A handful of the institutions that C2i examined mentioned waiting until full FDA approval to require the vaccine. They include the City University of New York and State University of New York systems, the University of Richmond, and the University of Nevada at Reno, among other campuses.

“A lot of the institutions that are now on the fence and have been encouraging or incentivizing it are now going to really have some solid evidence saying why it’s a good idea to require the vaccine,” said Rylie Martin, assistant director of the College Crisis Initiative.

Vaccines required for residential college students include but aren’t limited to measles, tuberculosis, and hepatitis B, among others. But many colleges have said they cannot mandate the Covid-19 vaccine because it was previously only granted emergency-use authorization by the FDA.

The University of Minnesota system added the Covid vaccine to its list of required vaccinations on Monday, according to a statement from the Office of the President. Administrators cited FDA approval as the reason for their decision.

Louisiana State University was among the institutions that stated it would mandate vaccines once one of the shots was granted FDA approval. “In essence that has happened today; there will be a more-formal announcement tomorrow reinforcing that, but, as of right now, that proclamation made maybe a week or so ago is the reality here at LSU,” said William F. Tate IV, the university president.
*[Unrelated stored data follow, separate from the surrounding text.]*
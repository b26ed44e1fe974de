//! Display and input unit preferences.

use clap::ValueEnum;
use thiserror::Error;

use crate::storage::{KeyValueStore, StoreError, KEY_UNIT, KEY_WEIGHT_UNIT};

const LBS_PER_KG: f64 = 2.204_622_621_8;

#[derive(Debug, Error)]
pub enum PrefsError {
    #[error(transparent)]
    Store(#[from] StoreError),
}

#[derive(Debug, Clone, Copy, PartialEq, Eq, Default, ValueEnum)]
pub enum VolumeUnit {
    #[default]
    Ml,
    Litres,
}

impl VolumeUnit {
    pub fn as_key(self) -> &'static str {
        match self {
            VolumeUnit::Ml => "ml",
            VolumeUnit::Litres => "litres",
        }
    }

    fn from_key(key: &str) -> Option<Self> {
        match key {
            "ml" => Some(VolumeUnit::Ml),
            "litres" => Some(VolumeUnit::Litres),
            _ => None,
        }
    }

    /// Renders a milliliter amount in this unit.
    pub fn format(self, ml: f64) -> String {
        match self {
            VolumeUnit::Ml => format!("{ml:.0} mL"),
            VolumeUnit::Litres => format!("{:.2} L", ml / 1000.0),
        }
    }
}

#[derive(Debug, Clone, Copy, PartialEq, Eq, Default, ValueEnum)]
pub enum WeightUnit {
    #[default]
    Kg,
    Lbs,
}

impl WeightUnit {
    pub fn as_key(self) -> &'static str {
        match self {
            WeightUnit::Kg => "kg",
            WeightUnit::Lbs => "lbs",
        }
    }

    fn from_key(key: &str) -> Option<Self> {
        match key {
            "kg" => Some(WeightUnit::Kg),
            "lbs" => Some(WeightUnit::Lbs),
            _ => None,
        }
    }

    /// Converts a weight given in this unit to kilograms.
    pub fn to_kg(self, value: f64) -> f64 {
        match self {
            WeightUnit::Kg => value,
            WeightUnit::Lbs => value / LBS_PER_KG,
        }
    }
}

#[derive(Debug, Clone, Copy, PartialEq, Eq, Default)]
pub struct Preferences {
    pub unit: VolumeUnit,
    pub weight: WeightUnit,
}

/// Unknown or missing stored values fall back to the defaults (ml, kg).
pub async fn load(store: &dyn KeyValueStore) -> Result<Preferences, PrefsError> {
    let unit = store
        .get(KEY_UNIT)
        .await?
        .and_then(|raw| VolumeUnit::from_key(&raw))
        .unwrap_or_default();
    let weight = store
        .get(KEY_WEIGHT_UNIT)
        .await?
        .and_then(|raw| WeightUnit::from_key(&raw))
        .unwrap_or_default();

    Ok(Preferences { unit, weight })
}

pub async fn save(store: &mut dyn KeyValueStore, prefs: Preferences) -> Result<(), PrefsError> {
    store.set(KEY_UNIT, prefs.unit.as_key()).await?;
    store.set(KEY_WEIGHT_UNIT, prefs.weight.as_key()).await?;
    Ok(())
}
“Now that the FDA has provided approval of Pfizer, we will be communicating logistics to the LSU community soon. We are reviewing the approval from FDA, but plan to implement the mandate on campus,” said an LSU spokesperson in an email to The Chronicle.

Eastern Oregon University and Oakland University, in Michigan, are among the other campuses that put vaccine mandates into effect Monday in response to the FDA’s announcement.

Full federal approval opens the door for institutions that “felt that their hands were tied for politics or for enrollment reasons or other reasons” to go ahead and require vaccines, Marsicano said.

Hailyn Chen, a partner at Munger, Tolles & Olson LLP, said that FDA approval doesn’t change much legally because Indiana University’s vaccine mandate, which was among the first tests of Covid-vaccine mandates’ legality, has been repeatedly upheld in the courts, including the U.S. Supreme Court. “Based on our reading of the Indiana University case, it did not seem that emergency-use authorization status was that significant of an impediment to a vaccine mandate.”

But Chen added that FDA approval does change public perception when it comes to vaccines. “It just takes away that argument that’s like, ‘Oh, this is just this experimental vaccine with only emergency use,” she said. “That argument has been taken away. This is a vaccine with full FDA approval.”